# [WORKING DATA]
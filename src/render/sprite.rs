use super::*;
use crate::config::Tuning;
use crate::entity::Pose;
use anyhow::{Context, Result, bail};
use std::path::Path;

/// Pixels of this color are see-through when blitted with `BlitMode::Xray`.
pub const KEY_COLOR: Rgb = Rgb(255, 0, 255);

#[derive(Debug, Clone, Copy, PartialEq, Eq)]
pub enum BlitMode {
    Normal,
    Xray,
}

#[derive(Debug, Clone, Copy, PartialEq, Eq)]
pub enum Flip {
    Horizontal,
    Vertical,
}

#[derive(Debug, Clone, PartialEq, Eq)]
pub struct Sprite {
    width: usize,
    height: usize,
    pixels: Vec<Rgb>,
}

impl Sprite {
    pub fn from_fn(width: usize, height: usize, f: impl Fn(usize, usize) -> Rgb) -> Self {
        let mut pixels = Vec::with_capacity(width * height);
        for y in 0..height {
            for x in 0..width {
                pixels.push(f(x, y));
            }
        }
        Self {
            width,
            height,
            pixels,
        }
    }

    /// Decode an image file. Fully transparent pixels become the key color.
    pub fn load(path: &Path) -> Result<Self> {
        let img = image::open(path).with_context(|| format!("loading sprite {}", path.display()))?;
        let rgba = img.to_rgba8();
        let (width, height) = rgba.dimensions();
        if width == 0 || height == 0 {
            bail!("sprite {} is empty", path.display());
        }

        let pixels = rgba
            .pixels()
            .map(|p| {
                if p[3] == 0 {
                    KEY_COLOR
                } else {
                    Rgb(p[0], p[1], p[2])
                }
            })
            .collect();

        Ok(Self {
            width: width as usize,
            height: height as usize,
            pixels,
        })
    }

    pub fn width(&self) -> usize {
        self.width
    }

    pub fn height(&self) -> usize {
        self.height
    }

    pub fn get(&self, x: usize, y: usize) -> Rgb {
        self.pixels[y * self.width + x]
    }

    pub fn flipped(&self, flip: Flip) -> Self {
        Self::from_fn(self.width, self.height, |x, y| match flip {
            Flip::Horizontal => self.get(self.width - 1 - x, y),
            Flip::Vertical => self.get(x, self.height - 1 - y),
        })
    }
}

/// Every image the scene needs.
#[derive(Debug, Clone)]
pub struct SpriteSet {
    pub background: Sprite,
    pub pipe_lower: Sprite,
    pub pipe_upper: Sprite,
    pub bird_falling: Sprite,
    pub bird_rising: Sprite,
}

impl SpriteSet {
    /// Load `back.png`, `pipe.png`, `bird.png` and `bird_u.png` from `dir`.
    /// The upper pipe is the lower one turned upside down.
    pub fn load(dir: &Path) -> Result<Self> {
        let pipe_lower = Sprite::load(&dir.join("pipe.png"))?;
        let set = Self {
            background: Sprite::load(&dir.join("back.png"))?,
            pipe_upper: pipe_lower.flipped(Flip::Vertical),
            pipe_lower,
            bird_falling: Sprite::load(&dir.join("bird.png"))?,
            bird_rising: Sprite::load(&dir.join("bird_u.png"))?,
        };
        tracing::info!(dir = %dir.display(), "sprites loaded");
        Ok(set)
    }

    /// Procedural art sized to the tuning's geometry.
    pub fn builtin(tuning: &Tuning) -> Self {
        let pipe_lower = pipe(tuning.obstacle_width as usize, tuning.obstacle_height as usize);
        let (bw, bh) = (tuning.player_width as usize, tuning.player_height as usize);
        Self {
            background: background(
                tuning.background_width as usize,
                tuning.screen_height as usize,
            ),
            pipe_upper: pipe_lower.flipped(Flip::Vertical),
            pipe_lower,
            bird_falling: bird(bw, bh, Pose::Falling),
            bird_rising: bird(bw, bh, Pose::Rising),
        }
    }

    pub fn bird(&self, pose: Pose) -> &Sprite {
        match pose {
            Pose::Rising => &self.bird_rising,
            Pose::Falling => &self.bird_falling,
        }
    }
}

// ── Built-in art ────────────────────────────────────────────────────────────

/// Sky gradient, two rows of hills and a striped ground strip. Every
/// periodic term divides the width so the tile repeats seamlessly.
fn background(w: usize, h: usize) -> Sprite {
    let ground_h = (h / 10).max(4).min(h);
    let sky_h = h.saturating_sub(ground_h);
    let tau = std::f64::consts::TAU;
    let far = |x: usize| {
        let fx = x as f64 / w as f64 * tau;
        (fx * 2.0).sin() * 9.0 + (fx * 5.0).sin() * 4.0 + 22.0
    };
    let near = |x: usize| {
        let fx = x as f64 / w as f64 * tau;
        (fx * 3.0).sin() * 6.0 + (fx * 7.0).sin() * 3.0 + 12.0
    };

    Sprite::from_fn(w, h, |x, y| {
        if y >= sky_h {
            let gy = y - sky_h;
            return match gy {
                0 => {
                    if (x / 4) % 2 == 0 {
                        GRASS
                    } else {
                        GRASS_LIGHT
                    }
                }
                1 => GRASS,
                _ => {
                    if (x + gy * 2) % 16 < 8 {
                        DIRT
                    } else {
                        DIRT_DARK
                    }
                }
            };
        }
        let height_above_ground = (sky_h - y) as f64;
        if height_above_ground <= near(x) {
            HILL_NEAR
        } else if height_above_ground <= far(x) {
            HILL_FAR
        } else {
            let t = (y * 256 / sky_h.max(1)) as u16;
            Rgb::lerp(SKY_TOP, SKY_BOT, t)
        }
    })
}

/// Pipe opening upward: a darker-edged cap over a shaded body.
fn pipe(w: usize, h: usize) -> Sprite {
    let cap_h = (h / 12).clamp(2, 14);
    Sprite::from_fn(w, h, |x, y| {
        if y == 0 || y + 1 == cap_h {
            CAP_DARK
        } else if y < cap_h {
            pipe_shade(x as i32, w as i32)
        } else if x == 0 || x + 1 == w {
            PIPE_L
        } else {
            // Body is a touch darker than the cap.
            let c = pipe_shade(x as i32, w as i32);
            Rgb::lerp(c, PIPE_L, 64)
        }
    })
}

fn bird(w: usize, h: usize, pose: Pose) -> Sprite {
    let (cx, cy) = (w as f64 * 0.45, h as f64 * 0.5);
    let (rx, ry) = (w as f64 * 0.38, h as f64 * 0.40);

    // Wing up while falling, down on the flap.
    let (wing_top, wing_bot) = match pose {
        Pose::Falling => (cy - ry * 0.35, cy + ry * 0.15),
        Pose::Rising => (cy + ry * 0.05, cy + ry * 0.65),
    };
    let eye = (cx + rx * 0.45, cy - ry * 0.4);
    let eye_r = (w.min(h) as f64 * 0.14).max(1.5);

    Sprite::from_fn(w, h, |x, y| {
        let (fx, fy) = (x as f64 + 0.5, y as f64 + 0.5);
        let dx = (fx - cx) / rx;
        let dy = (fy - cy) / ry;
        let in_body = dx * dx + dy * dy <= 1.0;

        // Beak
        if fx > cx + rx * 0.7 && fx <= w as f64 && (fy - cy).abs() < ry * 0.35 {
            return if fy < cy { BIRD_BEAK_HI } else { BIRD_BEAK };
        }
        // Tail
        if fx < cx - rx * 0.8 && (fy - cy).abs() < ry * 0.25 {
            return BIRD_WING;
        }
        if !in_body {
            return KEY_COLOR;
        }
        // Eye
        let (ex, ey) = (fx - eye.0, fy - eye.1);
        if ex * ex + ey * ey <= eye_r * eye_r {
            let pupil = eye_r * 0.45;
            let (px, py) = (ex - eye_r * 0.35, ey);
            return if px * px + py * py <= pupil * pupil {
                BIRD_PUPIL
            } else {
                BIRD_EYE
            };
        }
        // Wing
        if fx < cx && fy >= wing_top && fy <= wing_bot {
            return BIRD_WING;
        }
        // Highlight on the top of the body
        if dy < -0.6 {
            return BIRD_HI;
        }
        BIRD_Y
    })
}

fn pipe_shade(x: i32, total_w: i32) -> Rgb {
    if total_w <= 1 {
        return PIPE_M;
    }
    let t = (x as f64 / (total_w - 1) as f64 * 256.0) as u16;
    if t < 64 {
        Rgb::lerp(PIPE_L, PIPE_M, (t * 4).min(256))
    } else if t < 100 {
        Rgb::lerp(PIPE_M, PIPE_HI, ((t - 64) * 7).min(256))
    } else if t < 160 {
        Rgb::lerp(PIPE_HI, PIPE_R, ((t - 100) * 4).min(256))
    } else {
        Rgb::lerp(PIPE_R, PIPE_L, ((t - 160) * 3).min(256))
    }
}

#[cfg(test)]
mod tests {
    use super::*;

    fn checker() -> Sprite {
        // 3x2, pixel value encodes its position.
        Sprite::from_fn(3, 2, |x, y| Rgb(x as u8, y as u8, 0))
    }

    #[test]
    fn test_flip_horizontal() {
        let s = checker().flipped(Flip::Horizontal);
        assert_eq!(s.get(0, 0), Rgb(2, 0, 0));
        assert_eq!(s.get(2, 1), Rgb(0, 1, 0));
    }

    #[test]
    fn test_flip_vertical() {
        let s = checker().flipped(Flip::Vertical);
        assert_eq!(s.get(0, 0), Rgb(0, 1, 0));
        assert_eq!(s.get(1, 1), Rgb(1, 0, 0));
    }

    #[test]
    fn test_builtin_sizes_follow_tuning() {
        let t = Tuning::default();
        let set = SpriteSet::builtin(&t);
        assert_eq!((set.background.width(), set.background.height()), (320, 200));
        assert_eq!((set.pipe_lower.width(), set.pipe_lower.height()), (50, 165));
        assert_eq!(set.pipe_upper, set.pipe_lower.flipped(Flip::Vertical));
        assert_eq!((set.bird_rising.width(), set.bird_rising.height()), (29, 23));
    }

    #[test]
    fn test_builtin_background_has_sky_and_ground() {
        let set = SpriteSet::builtin(&Tuning::default());
        let bg = &set.background;
        assert_eq!(bg.get(0, 0), SKY_TOP);
        let bottom = bg.get(0, bg.height() - 1);
        assert!(bottom == DIRT || bottom == DIRT_DARK);
    }

    #[test]
    fn test_builtin_smallest_screen_is_all_ground() {
        let t = Tuning {
            screen_height: crate::config::MIN_SCREEN_HEIGHT,
            ..Tuning::default()
        };
        assert!(t.validate().is_ok());
        let set = SpriteSet::builtin(&t);
        assert_eq!(set.background.height(), 4);
        assert_eq!(set.background.get(0, 0), GRASS);
    }

    #[test]
    fn test_builtin_background_shorter_than_ground_strip() {
        let set = background(320, 2);
        assert_eq!(set.height(), 2);
        assert_eq!(set.get(0, 1), GRASS);
    }

    #[test]
    fn test_bird_poses_differ_and_have_transparency() {
        let set = SpriteSet::builtin(&Tuning::default());
        assert_ne!(set.bird(Pose::Rising), set.bird(Pose::Falling));
        assert_eq!(set.bird_falling.get(0, 0), KEY_COLOR);
    }

    #[test]
    fn test_load_png_maps_alpha_to_key_color() {
        let dir = tempfile::tempdir().unwrap();
        let path = dir.path().join("bird.png");
        let mut img = image::RgbaImage::new(2, 1);
        img.put_pixel(0, 0, image::Rgba([10, 20, 30, 255]));
        img.put_pixel(1, 0, image::Rgba([0, 0, 0, 0]));
        img.save(&path).unwrap();

        let s = Sprite::load(&path).unwrap();
        assert_eq!(s.get(0, 0), Rgb(10, 20, 30));
        assert_eq!(s.get(1, 0), KEY_COLOR);
    }

    #[test]
    fn test_missing_asset_is_an_error() {
        let dir = tempfile::tempdir().unwrap();
        let err = SpriteSet::load(dir.path()).unwrap_err();
        assert!(err.to_string().contains("pipe.png"));
    }
}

# [ASSIGNED TASK]
Whenever the word "match" shows up in a line of the entries above, copy that line.

# [EXERCISE RESPONSE]
        Self::from_fn(self.width, self.height, |x, y| match flip {
        match pose {
            return match gy {
    let (wing_top, wing_bot) = match pose {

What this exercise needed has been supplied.